For The Pursuit of Elena Bradford, I did have to do digging into some subjects I had not really considered when I typed Chapter 1 and set off down my writing road. One of the things I realized early on that I didn’t know enough about was ballroom dancing. Especially ballroom dancing among the social set in the early 1800s. But the internet can be a writer’s best friend. I found this handbook of the etiquette of ballroom dancing in its entirety. It turned out that I didn’t really need most of the information I was gleaning from its pages, but as I said, that didn’t make it any less fascinating.
These sentences are the very beginning of the handbook and in flowery language introduces us to the idea of ballroom dancing.
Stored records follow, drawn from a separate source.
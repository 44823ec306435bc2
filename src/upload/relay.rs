//! Multipart upload relay.
//!
//! # Responsibilities
//! - Buffer at most one file field fully in memory, bounded by the
//!   configured size limit
//! - Validate the declared content type before any upstream call
//! - Re-encode the file and accompanying text fields as a fresh outbound
//!   multipart form
//!
//! # Design Decisions
//! - Constraint violations short-circuit with a client error and make zero
//!   network calls
//! - The outbound Content-Type boundary comes from the constructed form,
//!   never the inbound request
//! - The relay never persists the file

use axum::extract::Multipart;
use bytes::Bytes;
use reqwest::multipart::{Form, Part};

use crate::config::schema::UploadConfig;
use crate::http::error::GatewayError;

/// Multipart field carrying the file.
pub const FILE_FIELD: &str = "image";

/// Multipart field carrying the caption text. The upstream requires a
/// non-empty value, so an absent field becomes a single space.
pub const TEXT_FIELD: &str = "text";

/// Size and content-type constraints, applied before forwarding.
#[derive(Debug, Clone)]
pub struct UploadConstraint {
    pub max_bytes: usize,
    pub allowed_mime_prefixes: Vec<String>,
}

impl UploadConstraint {
    pub fn from_config(config: &UploadConfig) -> Self {
        Self {
            max_bytes: config.max_bytes,
            allowed_mime_prefixes: config.allowed_mime_prefixes.clone(),
        }
    }

    fn check_content_type(&self, content_type: &str) -> Result<(), GatewayError> {
        if self
            .allowed_mime_prefixes
            .iter()
            .any(|prefix| content_type.starts_with(prefix.as_str()))
        {
            Ok(())
        } else {
            Err(GatewayError::UnsupportedMediaType {
                content_type: content_type.to_string(),
            })
        }
    }

    fn check_size(&self, size: usize) -> Result<(), GatewayError> {
        if size > self.max_bytes {
            Err(GatewayError::FileTooLarge {
                size,
                max: self.max_bytes,
            })
        } else {
            Ok(())
        }
    }
}

/// A validated, fully-buffered upload ready for re-encoding.
#[derive(Debug)]
pub struct RelayedUpload {
    pub filename: String,
    pub content_type: String,
    pub bytes: Bytes,
    /// Accompanying text fields. Always contains `TEXT_FIELD`.
    pub fields: Vec<(String, String)>,
}

impl RelayedUpload {
    /// Re-encode as an outbound multipart form, preserving filename and
    /// content type.
    pub fn into_form(self) -> Result<Form, GatewayError> {
        let part = Part::bytes(self.bytes.to_vec())
            .file_name(self.filename)
            .mime_str(&self.content_type)
            .map_err(|_| GatewayError::UnsupportedMediaType {
                content_type: self.content_type.clone(),
            })?;

        let mut form = Form::new().part(FILE_FIELD, part);
        for (name, value) in self.fields {
            form = form.text(name, value);
        }
        Ok(form)
    }
}

/// Extract and validate the single file field plus text fields.
///
/// The declared content type is checked before the file bytes are read, so
/// a disallowed type is rejected without buffering the payload.
pub async fn extract(
    mut multipart: Multipart,
    constraint: &UploadConstraint,
) -> Result<RelayedUpload, GatewayError> {
    let mut file: Option<(String, String, Bytes)> = None;
    let mut fields: Vec<(String, String)> = Vec::new();

    while let Some(field) = multipart
        .next_field()
        .await
        .map_err(|e| GatewayError::Multipart(e.to_string()))?
    {
        let name = field.name().unwrap_or("").to_string();

        if name == FILE_FIELD {
            let filename = field.file_name().unwrap_or("upload").to_string();
            let content_type = field
                .content_type()
                .unwrap_or("application/octet-stream")
                .to_string();
            constraint.check_content_type(&content_type)?;

            let data = field
                .bytes()
                .await
                .map_err(|e| GatewayError::Multipart(e.to_string()))?;
            constraint.check_size(data.len())?;

            file = Some((filename, content_type, data));
        } else if !name.is_empty() {
            let value = field
                .text()
                .await
                .map_err(|e| GatewayError::Multipart(e.to_string()))?;
            fields.push((name, value));
        }
    }

    let Some((filename, content_type, bytes)) = file else {
        return Err(GatewayError::MissingFile { field: FILE_FIELD });
    };

    if !fields.iter().any(|(name, _)| name == TEXT_FIELD) {
        fields.push((TEXT_FIELD.to_string(), " ".to_string()));
    }

    tracing::debug!(
        filename = %filename,
        content_type = %content_type,
        size = bytes.len(),
        "Upload accepted for relay"
    );

    Ok(RelayedUpload {
        filename,
        content_type,
        bytes,
        fields,
    })
}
There is no scene in which pleasure reigns more triumphantly than in the ball-room. The assemblage of fashion, of beauty, of elegance, and taste. The music rising with its voluptuous swell, the elegant attitudes and airy evolutions of graceful forms, the mirth in every step, unite to give to the spirits a buoyancy, to the heart a gayety, and to the passions a warmth, unequalled by any other species of amusement.
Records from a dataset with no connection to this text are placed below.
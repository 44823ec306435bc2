//! Observability subsystem.
//!
//! Logging and metrics are observers attached at phase boundaries; they
//! never participate in control flow.

pub mod metrics;
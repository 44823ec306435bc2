//! CORS gateway library.
//!
//! A single-upstream HTTP gateway: origin policy enforcement, prefix-rewrite
//! forwarding, multipart upload relay, and uniform error envelopes.

// Core subsystems
pub mod config;
pub mod cors;
pub mod http;
pub mod routing;

// Forwarding
pub mod upload;
pub mod upstream;

// Cross-cutting concerns
pub mod health;
pub mod lifecycle;
pub mod observability;

pub use config::GatewayConfig;
pub use http::HttpServer;
pub use lifecycle::Shutdown;
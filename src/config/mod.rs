//! Configuration management subsystem.
//!
//! # Data Flow
//! ```text
//! config file (TOML)
//!     → loader.rs (parse & deserialize, env overrides)
//!     → validation.rs (semantic checks)
//!     → GatewayConfig (validated, immutable)
//!     → shared via Arc to all subsystems
//! ```
//!
//! # Design Decisions
//! - Config is immutable once loaded; there is no runtime reconfiguration
//! - All fields have defaults to allow minimal configs
//! - Validation separates syntactic (serde) from semantic checks

pub mod loader;
pub mod schema;
pub mod validation;

pub use schema::CorsConfig;
pub use schema::CorsMode;
pub use schema::DiagnosticsConfig;
pub use schema::GatewayConfig;
pub use schema::ListenerConfig;
pub use schema::ObservabilityConfig;
pub use schema::RelayKind;
pub use schema::RouteConfig;
pub use schema::TimeoutConfig;
pub use schema::UploadConfig;
pub use schema::UpstreamConfig;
I think the writer likes dancing. But as I read on, I discovered there were many rules for a gentleman taking a lady to a ballroom dance. The booklet covered going to get the lady, how to sit in the coach with her (across from her), how to help her out of the couch, where to deliver her to inside the house or building where the dance was taking place ( the ladies’ dressing room where a maid awaited), and then eventually to her seat after he had accomplished his first duty.
Your first duty is to procure a programme for your partner, and introduce your friends, who place their names on her card for the dances engaged. You should always dance first, with your own partner, afterwards you may exchange partners with a friend or dance again with her, should she not be engaged.
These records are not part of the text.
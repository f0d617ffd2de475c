//! Outbound invoker - turns an envelope into a wallet deep link and fires it.
//!
//! The invoker only launches; it never resolves a waiter.

use crate::config::LinkStyle;
use crate::envelope::{encode_component, RequestEnvelope};
use crate::error::{ConnectError, ConnectResult};
use std::process::{Command, Stdio};
use std::sync::atomic::{AtomicUsize, Ordering};
use std::sync::Arc;
use tokio::sync::mpsc;

/// Platform capability that opens a URL in the wallet application.
pub trait Launcher: Send + Sync {
    fn open(&self, url: &str) -> ConnectResult<()>;

    fn is_available(&self) -> bool { true }

    /// Drop any platform handle held for the session.
    fn release(&self) {}
}

/// Builds links for one scheme and hands them to a [`Launcher`].
#[derive(Clone)]
pub struct OutboundInvoker {
    scheme: String,
    style: LinkStyle,
    launcher: Arc<dyn Launcher>,
}

impl OutboundInvoker {
    pub fn new(scheme: impl Into<String>, style: LinkStyle, launcher: Arc<dyn Launcher>) -> Self {
        Self { scheme: scheme.into(), style, launcher }
    }

    pub fn launcher(&self) -> &Arc<dyn Launcher> {
        &self.launcher
    }

    /// Deep link for an envelope. The encoded envelope is encoded once more as a
    /// path segment, so the wallet decodes twice.
    pub fn link_for(&self, envelope: &RequestEnvelope) -> ConnectResult<String> {
        let payload = encode_component(&envelope.encoded()?);
        Ok(match self.style {
            LinkStyle::MethodPath => format!("{}://app/{}/{}", self.scheme, envelope.method, payload),
            LinkStyle::FullUrl => format!("{}://app/{}", self.scheme, payload),
        })
    }

    pub fn invoke(&self, envelope: &RequestEnvelope) -> ConnectResult<()> {
        let link = self.link_for(envelope)?;
        tracing::debug!(method = %envelope.method, id = %envelope.id, "invoking wallet");
        self.launcher.open(&link)
    }
}

/// Opens links through the OS URL handler (`xdg-open`, `open`, `start`).
#[derive(Debug, Default, Clone)]
pub struct SystemLauncher;

#[cfg(target_os = "macos")]
const URL_OPENER: &[&str] = &["open"];
#[cfg(target_os = "windows")]
const URL_OPENER: &[&str] = &["cmd", "/C", "start", ""];
#[cfg(not(any(target_os = "macos", target_os = "windows")))]
const URL_OPENER: &[&str] = &["xdg-open"];

impl SystemLauncher {
    fn command(url: &str) -> Command {
        let mut cmd = Command::new(URL_OPENER[0]);
        cmd.args(&URL_OPENER[1..]).arg(url);
        cmd
    }
}

impl Launcher for SystemLauncher {
    fn open(&self, url: &str) -> ConnectResult<()> {
        let mut child = Self::command(url)
            .stdin(Stdio::null())
            .stdout(Stdio::null())
            .stderr(Stdio::null())
            .spawn()
            .map_err(|e| ConnectError::Launch(format!("url handler: {e}")))?;
        // reap the handler process
        std::thread::spawn(move || {
            let _ = child.wait();
        });
        Ok(())
    }
}

/// Hands links to a receiver instead of opening them, for host shells that
/// route links themselves.
pub struct QueuedLauncher {
    tx: mpsc::UnboundedSender<String>,
    releases: AtomicUsize,
}

impl QueuedLauncher {
    pub fn new() -> (Self, mpsc::UnboundedReceiver<String>) {
        let (tx, rx) = mpsc::unbounded_channel();
        (Self { tx, releases: AtomicUsize::new(0) }, rx)
    }

    /// How many times the session released this launcher.
    pub fn release_count(&self) -> usize {
        self.releases.load(Ordering::Relaxed)
    }
}

impl Launcher for QueuedLauncher {
    fn open(&self, url: &str) -> ConnectResult<()> {
        self.tx
            .send(url.to_string())
            .map_err(|_| ConnectError::Launch("link receiver dropped".into()))
    }

    fn is_available(&self) -> bool {
        !self.tx.is_closed()
    }

    fn release(&self) {
        self.releases.fetch_add(1, Ordering::Relaxed);
    }
}

/// Decode a link built by [`OutboundInvoker`] back into `(method, envelope)`.
pub fn parse_link(link: &str) -> Option<(Option<String>, RequestEnvelope)> {
    let (_, rest) = link.split_once("://app/")?;
    let (method, payload) = match rest.split_once('/') {
        Some((method, payload)) => (Some(method.to_string()), payload),
        None => (None, rest),
    };
    let once = percent_encoding::percent_decode_str(payload).decode_utf8().ok()?;
    let json = percent_encoding::percent_decode_str(&once).decode_utf8().ok()?;
    let envelope = serde_json::from_str(&json).ok()?;
    Some((method, envelope))
}

#[cfg(test)]
mod tests {
    use super::*;
    use serde_json::json;

    fn envelope() -> RequestEnvelope {
        RequestEnvelope::new(
            "42".into(),
            "sol_signMessage",
            vec![json!("Cn8eVZg")],
            "app-1",
            Some("sol".into()),
            None,
            "https://dapp.example",
        )
    }

    #[test]
    fn method_path_link() {
        let (launcher, mut rx) = QueuedLauncher::new();
        let invoker = OutboundInvoker::new("coin98", LinkStyle::MethodPath, Arc::new(launcher));
        invoker.invoke(&envelope()).unwrap();

        let link = rx.try_recv().unwrap();
        assert!(link.starts_with("coin98://app/sol_signMessage/%257B"));
        let (method, decoded) = parse_link(&link).unwrap();
        assert_eq!(method.as_deref(), Some("sol_signMessage"));
        assert_eq!(decoded, envelope());
    }

    #[test]
    fn full_url_link_has_no_method_segment() {
        let (launcher, _rx) = QueuedLauncher::new();
        let invoker = OutboundInvoker::new("coin98", LinkStyle::FullUrl, Arc::new(launcher));
        let link = invoker.link_for(&envelope()).unwrap();
        assert!(link.starts_with("coin98://app/%257B"));
        let (method, decoded) = parse_link(&link).unwrap();
        assert!(method.is_none());
        assert_eq!(decoded.id, "42");
    }

    #[test]
    fn dropped_receiver_fails_launch() {
        let (launcher, rx) = QueuedLauncher::new();
        drop(rx);
        assert!(!launcher.is_available());
        let invoker = OutboundInvoker::new("coin98", LinkStyle::MethodPath, Arc::new(launcher));
        assert!(matches!(invoker.invoke(&envelope()), Err(ConnectError::Launch(_))));
    }
}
Many other rules of proper behavior followed such as this:
When dancing with a lady to whom you are a stranger, be cautious in your conversation, not to attempt too much without at the same time being anti-social, trifling incidents may occur during the dance, which will afford a sufficient pretext for an agreeable remark. When the music ends, you bow to your partner, present your right arm, and lead her to her seat.
The following one made me smile and were I the lady in question, be happy to know the gentlemen were reading to follow this rule.
Should a gentleman after being introduced to a lady, not know any better than ask her to dance, by saying, will you dance with me, and in presenting his arm poke his elbow into her face, before she has time to rise up, and in conducting her swing his body to and fro, not knowing how to keep the step, his arm on which the lady leans, is kept so loose that her hand is continually slipping, finally when he attempts to dance, his want of ear for the time, and ungainly movements, renders it a painful toil to his partner, in the very place where she most anticipates the fullest enjoyment. It would be much more polite, to decline dancing altogether, regretting your inability to take part in so agreeable an amusement, than by too great a condescension to be obliging, attempt that which you would be only sure to mar.
I didn’t use any of these in my story except maybe an older gentleman who did step on some ladies’ toes, but I did read more about the ballroom dancing at Graham Springs, the setting for my story. I looked at pictures of dancers and I imagined my characters being part of the swirl and beauty of the dance.
I, alas, am not a dancer, but that doesn’t mean I can’t imagine dancing or at least imagine one of my characters being light on her feet and a lovely and graceful dancer.
The owner of Graham Springs, Dr. Christopher Columbus Graham, believed in the benefit of exercise. He thought dancing was a fine way to achieve that benefit.
Are you a dancer?
Release date for The Pursuit of Elena Bradford is 8 days away, but the pre–order deal from Baker Book House is still in effect this week. Grab your copy for 40% off and free shipping.
Comments 1
I’m not a dancer either, but I enjoy watching dancing scenes in movies and occasionally a dance show. My mother could dance though…all the dances of the 1950s sock hops and she took clogging lessons later in life. I have a precious video of her clogging with my grandson.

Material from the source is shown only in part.